▸ **Material for this task**:
::::

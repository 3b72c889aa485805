use axum::{
    Json,
    extract::{Path, State},
    response::IntoResponse,
};
use kanau::processor::Processor;
use oskx_core::services::{GetExchangeDetail, ListExchangesFor};
use oskx_sdk::objects::{ExchangeDetailResponse, ExchangeResponse};
use uuid::Uuid;

use super::{to_message_response, to_rating_response, to_response};
use crate::api::ApiError;
use crate::api::extractors::Actor;
use crate::state::AppState;

/// `GET /{exchange_id}` — exchange detail with conversation and ratings.
///
/// Only a party to the exchange may read it.
pub(super) async fn get_exchange(
    state: State<AppState>,
    Actor(actor_id): Actor,
    Path(exchange_id): Path<Uuid>,
) -> Result<impl IntoResponse, ApiError> {
    let detail = state
        .engine
        .process(GetExchangeDetail {
            exchange_id,
            actor_id,
        })
        .await?;
    Ok(Json(ExchangeDetailResponse {
        exchange: to_response(&detail.exchange),
        messages: detail.messages.iter().map(to_message_response).collect(),
        ratings: detail.ratings.iter().map(to_rating_response).collect(),
    }))
}

/// `GET /` — every exchange the actor is a party to, newest first.
pub(super) async fn list_exchanges(
    state: State<AppState>,
    Actor(actor_id): Actor,
) -> Result<impl IntoResponse, ApiError> {
    let exchanges = state
        .engine
        .process(ListExchangesFor { actor_id })
        .await?;
    let responses: Vec<ExchangeResponse> = exchanges.iter().map(to_response).collect();
    Ok(Json(responses))
}
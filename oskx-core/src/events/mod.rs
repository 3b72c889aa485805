pub mod relay;
pub mod types;

pub use relay::{RELAY_CHANNEL_BUFFER, Relay, RelayReceiver, RelaySender, relay_channel};
pub use types::{RelayEvent, Topic};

::::

▸ **Exercise instructions**:
Produce an exact copy of the whole listing.

▸ **Reply to the exercise**:
repository 3b72c889aa485805
use axum::{
    Json,
    extract::{Path, State},
    response::IntoResponse,
};
use kanau::processor::Processor;
use oskx_core::services::{GetExchangeDetail, ListExchangesFor};
use oskx_sdk::objects::{ExchangeDetailResponse, ExchangeResponse};
use uuid::Uuid;

use super::{to_message_response, to_rating_response, to_response};
use crate::api::ApiError;
use crate::api::extractors::Actor;
use crate::state::AppState;

/// `GET /{exchange_id}` — exchange detail with conversation and ratings.
///
/// Only a party to the exchange may read it.
pub(super) async fn get_exchange(
    state: State<AppState>,
    Actor(actor_id): Actor,
    Path(exchange_id): Path<Uuid>,
) -> Result<impl IntoResponse, ApiError> {
    let detail = state
        .engine
        .process(GetExchangeDetail {
            exchange_id,
            actor_id,
        })
        .await?;
    Ok(Json(ExchangeDetailResponse {
        exchange: to_response(&detail.exchange),
        messages: detail.messages.iter().map(to_message_response).collect(),
        ratings: detail.ratings.iter().map(to_rating_response).collect(),
    }))
}

/// `GET /` — every exchange the actor is a party to, newest first.
pub(super) async fn list_exchanges(
    state: State<AppState>,
    Actor(actor_id): Actor,
) -> Result<impl IntoResponse, ApiError> {
    let exchanges = state
        .engine
        .process(ListExchangesFor { actor_id })
        .await?;
    let responses: Vec<ExchangeResponse> = exchanges.iter().map(to_response).collect();
    Ok(Json(responses))
}
filename oskx-core/src/events/mod.rs
repository 3b72c889aa485805
pub mod relay;
pub mod types;

pub use relay::{RELAY_CHANNEL_BUFFER, Relay, RelayReceiver, RelaySender, relay_channel};
pub use types::{RelayEvent, Topic};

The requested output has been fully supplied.